//! Modbus RTU framing for "read holding registers" transactions.
//!
//! A request frame is `[address, function, start_hi, start_lo, count_hi,
//! count_lo, crc_lo, crc_hi]`. A regular response is `[address, function,
//! byte_count, data.., crc_lo, crc_hi]`, an exception response is
//! `[address, function | 0x80, code, crc_lo, crc_hi]`.
use crate::protocol::{self as proto, Address};
use crate::{Error, Result};
use crc::{Crc, CRC_16_MODBUS};

const MODBUS_CRC: Crc<u16> = Crc::<u16>::new(&CRC_16_MODBUS);

/// Length of an exception response frame.
pub const EXCEPTION_FRAME_LEN: usize = 5;
/// Address, function code, byte count and CRC of a regular response.
pub const RESPONSE_OVERHEAD: usize = 5;

/// Computes the CRC-16/MODBUS checksum of `bytes`.
pub fn checksum(bytes: &[u8]) -> u16 {
    MODBUS_CRC.checksum(bytes)
}

/// A single read request addressed to one device.
#[derive(Debug, Clone, Copy, PartialEq, Eq)]
pub struct ReadRequest {
    pub address: Address,
    pub function: u8,
    pub start: u16,
    pub count: u16,
}

impl ReadRequest {
    pub fn holding_registers(address: Address, start: u16, count: u16) -> Self {
        Self {
            address,
            function: proto::READ_HOLDING_REGISTERS,
            start,
            count,
        }
    }

    /// Encodes the request into a frame with the CRC appended.
    pub fn encode(&self) -> Vec<u8> {
        let mut frame = Vec::with_capacity(8);
        frame.push(*self.address);
        frame.push(self.function);
        frame.extend_from_slice(&self.start.to_be_bytes());
        frame.extend_from_slice(&self.count.to_be_bytes());
        let crc = checksum(&frame);
        frame.extend_from_slice(&crc.to_le_bytes());
        frame
    }

    /// Length of a complete regular response to this request.
    pub fn response_len(&self) -> usize {
        RESPONSE_OVERHEAD + 2 * usize::from(self.count)
    }
}

/// Returns the total length of the frame once enough header bytes are known.
pub fn expected_frame_len(partial: &[u8]) -> Option<usize> {
    match partial {
        [_, function, ..] if function & proto::EXCEPTION_FLAG != 0 => Some(EXCEPTION_FRAME_LEN),
        [_, _, byte_count, ..] => Some(RESPONSE_OVERHEAD + usize::from(*byte_count)),
        _ => None,
    }
}

/// Validates a response frame and returns its register payload.
///
/// The payload may hold fewer registers than requested; deciding whether
/// that is enough is up to the register decoder.
pub fn decode_response(request: &ReadRequest, frame: &[u8]) -> Result<Vec<u16>> {
    if frame.len() < EXCEPTION_FRAME_LEN {
        return Err(Error::Corrupt(format!(
            "frame of {} bytes is too short",
            frame.len()
        )));
    }
    let (body, trailer) = frame.split_at(frame.len() - 2);
    let received = u16::from_le_bytes([trailer[0], trailer[1]]);
    let calculated = checksum(body);
    if received != calculated {
        return Err(Error::Corrupt(format!(
            "CRC mismatch: received {received:#06x}, calculated {calculated:#06x}"
        )));
    }
    if body[0] != *request.address {
        return Err(Error::Corrupt(format!(
            "response from address {} to a request for {}",
            body[0], request.address
        )));
    }
    let function = body[1];
    if function == request.function | proto::EXCEPTION_FLAG {
        return Err(Error::DeviceFault(body[2]));
    }
    if function != request.function {
        return Err(Error::Corrupt(format!(
            "unexpected function code {function:#04x}, expected {:#04x}",
            request.function
        )));
    }
    let byte_count = usize::from(body[2]);
    let data = &body[3..];
    if byte_count % 2 != 0 || data.len() != byte_count {
        return Err(Error::Corrupt(format!(
            "byte count {byte_count} does not match {} payload bytes",
            data.len()
        )));
    }
    Ok(data
        .chunks_exact(2)
        .map(|pair| u16::from_be_bytes([pair[0], pair[1]]))
        .collect())
}

#[cfg(test)]
pub(crate) mod tests {
    use super::*;
    use assert_matches::assert_matches;

    /// Builds a valid response frame carrying `words`.
    pub(crate) fn response_frame(address: u8, words: &[u16]) -> Vec<u8> {
        let mut frame = vec![address, proto::READ_HOLDING_REGISTERS, (words.len() * 2) as u8];
        for word in words {
            frame.extend_from_slice(&word.to_be_bytes());
        }
        let crc = checksum(&frame);
        frame.extend_from_slice(&crc.to_le_bytes());
        frame
    }

    pub(crate) fn exception_frame(address: u8, code: u8) -> Vec<u8> {
        let mut frame = vec![address, proto::READ_HOLDING_REGISTERS | proto::EXCEPTION_FLAG, code];
        let crc = checksum(&frame);
        frame.extend_from_slice(&crc.to_le_bytes());
        frame
    }

    fn request() -> ReadRequest {
        ReadRequest::holding_registers(Address::try_from(1).unwrap(), 4, 8)
    }

    #[test]
    fn crc_check_value() {
        assert_eq!(checksum(b"123456789"), 0x4B37);
    }

    #[test]
    fn encode_request() {
        // Well-known frame: read 1 register at 0 from unit 1.
        let frame = ReadRequest::holding_registers(Address::try_from(1).unwrap(), 0, 1).encode();
        assert_eq!(frame, [0x01, 0x03, 0x00, 0x00, 0x00, 0x01, 0x84, 0x0A]);

        let frame = request().encode();
        assert_eq!(&frame[..6], &[0x01, 0x03, 0x00, 0x04, 0x00, 0x08]);
        assert_eq!(checksum(&frame[..6]).to_le_bytes(), [frame[6], frame[7]]);
        assert_eq!(request().response_len(), 21);
    }

    #[test]
    fn frame_length_from_header() {
        assert_eq!(expected_frame_len(&[]), None);
        assert_eq!(expected_frame_len(&[0x01]), None);
        assert_eq!(expected_frame_len(&[0x01, 0x03]), None);
        assert_eq!(expected_frame_len(&[0x01, 0x03, 16]), Some(21));
        assert_eq!(expected_frame_len(&[0x01, 0x83]), Some(5));
    }

    #[test]
    fn decode_valid_response() {
        let words = [0, 0, 452, 123, 1876, 652, 135, 2150];
        let frame = response_frame(1, &words);
        assert_eq!(decode_response(&request(), &frame).unwrap(), words);
    }

    #[test]
    fn decode_exception_response() {
        let frame = exception_frame(1, 0x02);
        assert_matches!(
            decode_response(&request(), &frame),
            Err(Error::DeviceFault(0x02))
        );
    }

    #[test]
    fn decode_rejects_bad_crc() {
        let mut frame = response_frame(1, &[1, 2, 3]);
        frame[4] ^= 0xFF;
        assert_matches!(decode_response(&request(), &frame), Err(Error::Corrupt(..)));
    }

    #[test]
    fn decode_rejects_wrong_function_and_address() {
        let mut frame = vec![0x01, 0x04, 0x02, 0x00, 0x01];
        let crc = checksum(&frame);
        frame.extend_from_slice(&crc.to_le_bytes());
        assert_matches!(decode_response(&request(), &frame), Err(Error::Corrupt(..)));

        let frame = response_frame(2, &[1]);
        assert_matches!(decode_response(&request(), &frame), Err(Error::Corrupt(..)));
    }

    #[test]
    fn decode_rejects_inconsistent_byte_count() {
        let mut frame = vec![0x01, 0x03, 0x04, 0x00, 0x01];
        let crc = checksum(&frame);
        frame.extend_from_slice(&crc.to_le_bytes());
        assert_matches!(decode_response(&request(), &frame), Err(Error::Corrupt(..)));

        assert_matches!(
            decode_response(&request(), &[0x01, 0x03]),
            Err(Error::Corrupt(..))
        );
    }

    #[test]
    fn decode_short_payload_is_passed_through() {
        let frame = response_frame(1, &[1, 2, 3]);
        assert_eq!(decode_response(&request(), &frame).unwrap(), [1, 2, 3]);
    }
}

## EXERCISE INSTRUCTIONS
Report the number of lines in the records above that include "ReadRequest", leaving out any other words.

## RESPONSE TO THE TASK
6